Magali Mayanda (Air France KLM) explique pourquoi l’utilisation créative de la data n’est plus vraiment une option pour les marketeurs et les agences à un moment où les marques doivent se transformer.
De quelle manière la data transforme-t-elle l’industrie de la publicité ?
L’utilisation de la data dans l’industrie de la publicité éclaire l’évolution du rôle des agences auprès des annonceurs. Je distinguerais trois époques.
Tout d’abord celle, historique, de la publicité traditionnelle, qui a vue dans la data un moyen de post-rationnaliser des choix stratégiques et créatifs très souvent intuitifs. La data ici sert à justifier des idées par des études, tests et données « froides » qui viennent appuyer et confirmer une démonstration et un ensemble de choix.
Celle qui s’est ensuivie, d’optimisation et de recherche de performance, une ère moderne dans laquelle la data joue un rôle majeur dans la distribution des campagnes et leur monitoring, où la segmentation des audiences et la digitalisation des usages permet une personnalisation des messages.
Aujourd’hui, le sujet pour un annonceur n’est plus seulement d’optimiser son business mais de plus en plus souvent de le transformer. Ceci implique que les agences soient, au même titre que d’autres parties prenantes, des agents de la transformation des marques, en allant au-delà des enjeux de communication pour toucher à l’ensemble de l’expérience client. Cela exige d’avoir une culture de la data plus proche du business, dans la captation, l’analyse et l’utilisation créative de la donnée. C’est une data qui occupe une place plus importante – en quelque sorte « tout commence et se termine par la data » –, ce qui ne veut pas dire qu’elle se substitue à l’intuition et la créativité. Au contraire, elles fonctionnent de pair.
Comment marier data et créativité ?
Il y a une expression qui est devenue au fil du temps assez populaire dans la profession : data-driven. Le data driven suggère que la « data drive » tout. Ce n’est pas forcément une bonne chose (et ce n’est pas très réaliste). Ça ne veut pas dire qu’il n’y a pas une place pour le data-driven à un moment donné, mais la créativité a avant tout besoin d’être « data-informed », c’est-à-dire nourrie en continu par des éclairages que seule la data peut apporter.

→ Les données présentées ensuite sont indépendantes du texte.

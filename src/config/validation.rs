// Copyright (c) 2025 Steve Wagner (ciroque@live.com)
// SPDX-License-Identifier: MIT

//! Configuration validation.
//!
//! Checks run independently and every violation is collected, so a user fixing a
//! configuration file sees all problems in one pass:
//!
//! 1. `required_data` is non-empty, has no blank entries and no duplicates
//! 2. `num_frames_in_event_to_process` is positive
//! 3. `source` is non-empty
//! 4. `shutdown.poll_interval_ms`, when given, is positive
//!
//! Validation expects names to be trimmed already (see [`Config::normalize`]).

use crate::config::Config;
use crate::errors::ValidationError;
use std::collections::HashSet;

/// Validate a loaded configuration, returning every problem found.
pub fn validate_config(cfg: &Config) -> Result<(), Vec<ValidationError>> {
    let mut errors = Vec::new();

    validate_required_data(&cfg.engine.required_data, &mut errors);

    if cfg.general.num_frames_in_event_to_process == 0 {
        errors.push(ValidationError::ZeroFramesPerEvent);
    }

    if cfg.general.source.trim().is_empty() {
        errors.push(ValidationError::EmptySource);
    }

    if cfg.shutdown.poll_interval_ms == Some(0) {
        errors.push(ValidationError::ZeroPollInterval);
    }

    if errors.is_empty() {
        Ok(())
    } else {
        Err(errors)
    }
}

fn validate_required_data(required: &[String], errors: &mut Vec<ValidationError>) {
    if required.is_empty() {
        errors.push(ValidationError::EmptyRequiredData);
        return;
    }

    let mut seen = HashSet::new();
    let mut reported = HashSet::new();
    for (index, field) in required.iter().enumerate() {
        if field.is_empty() {
            errors.push(ValidationError::BlankFieldName { index });
            continue;
        }
        if !seen.insert(field.as_str()) && reported.insert(field.as_str()) {
            errors.push(ValidationError::DuplicateFieldName {
                field: field.clone(),
            });
        }
    }
}
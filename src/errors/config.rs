// Copyright (c) 2025 Steve Wagner (ciroque@live.com)
// SPDX-License-Identifier: MIT

use std::path::PathBuf;
use thiserror::Error;

/// Problems found while validating a loaded configuration.
#[derive(Error, Debug, Clone, PartialEq, Eq)]
pub enum ValidationError {
    /// `engine.required_data` lists no fields at all
    #[error("engine.required_data must name at least one field")]
    EmptyRequiredData,

    /// A required field name is empty after trimming
    #[error("engine.required_data entry {index} is blank")]
    BlankFieldName { index: usize },

    /// The same field was requested twice
    #[error("engine.required_data lists '{field}' more than once")]
    DuplicateFieldName { field: String },

    /// `general.num_frames_in_event_to_process` is zero
    #[error("general.num_frames_in_event_to_process must be a positive integer")]
    ZeroFramesPerEvent,

    /// `general.source` is empty
    #[error("general.source must not be empty")]
    EmptySource,

    /// The layer cannot interpret `general.source`
    #[error("general.source is not understood by the facility layer: {reason}")]
    InvalidSource { reason: String },

    /// `shutdown.poll_interval_ms` is zero
    #[error("shutdown.poll_interval_ms must be a positive integer")]
    ZeroPollInterval,
}

/// Errors raised while loading configuration or selecting layers from it.
#[derive(Error, Debug)]
pub enum ConfigError {
    #[error("Failed to read configuration file '{}': {source}", path.display())]
    Io {
        path: PathBuf,
        #[source]
        source: std::io::Error,
    },

    #[error("Invalid YAML configuration: {0}")]
    Yaml(#[from] serde_yaml::Error),

    #[error("Invalid TOML configuration: {0}")]
    Toml(#[from] toml::de::Error),

    /// The file extension is neither YAML nor TOML.
    #[error("Unsupported configuration format for '{}' (expected .yaml, .yml or .toml)", path.display())]
    UnsupportedFormat { path: PathBuf },

    /// A facility or detector layer name has no implementation.
    #[error("Unknown {kind} layer '{name}'")]
    UnknownLayer { kind: &'static str, name: String },

    #[error("Configuration validation failed:\n{}", format_validation_errors(errors))]
    Invalid { errors: Vec<ValidationError> },
}

fn format_validation_errors(errors: &[ValidationError]) -> String {
    errors
        .iter()
        .map(|e| e.to_string())
        .collect::<Vec<_>>()
        .join("\n")
}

Par exemple, lorsque nous avons créé le Jet Lag Social Club* avec l’agence Isobar, nous sommes partis d’une analyse des données comportementales des membres Flying Blue. On part d’un ensemble de voyageurs qui font régulièrement des longs courriers et on imagine ensuite comment ils vivent leur voyage, quel est leur état d’esprit à destination, quel service peut jouer un rôle dans leur expérience. La data est un formidable starter de créativité et joue un rôle tout au long de la maturation de l’idée, dans un dialogue qui n’impose jamais rien mais vient nourrir la réflexion, une sorte de cadre.
* Le décalage horaire est une expérience difficile pour beaucoup de voyageurs. Le Jet Lag Social Club est une application mobile qui propose des expériences personnalisées aux voyageurs à toute heure du jour ou de la nuit. Pour le moment, l’application accompagne uniquement les voyageurs à destination de Tokyo.
Magali Mayanda est directrice du marketing et de la communication du programme de fidélité Flying Blue. Elle a rejoint le groupe Air France KLM en 2002.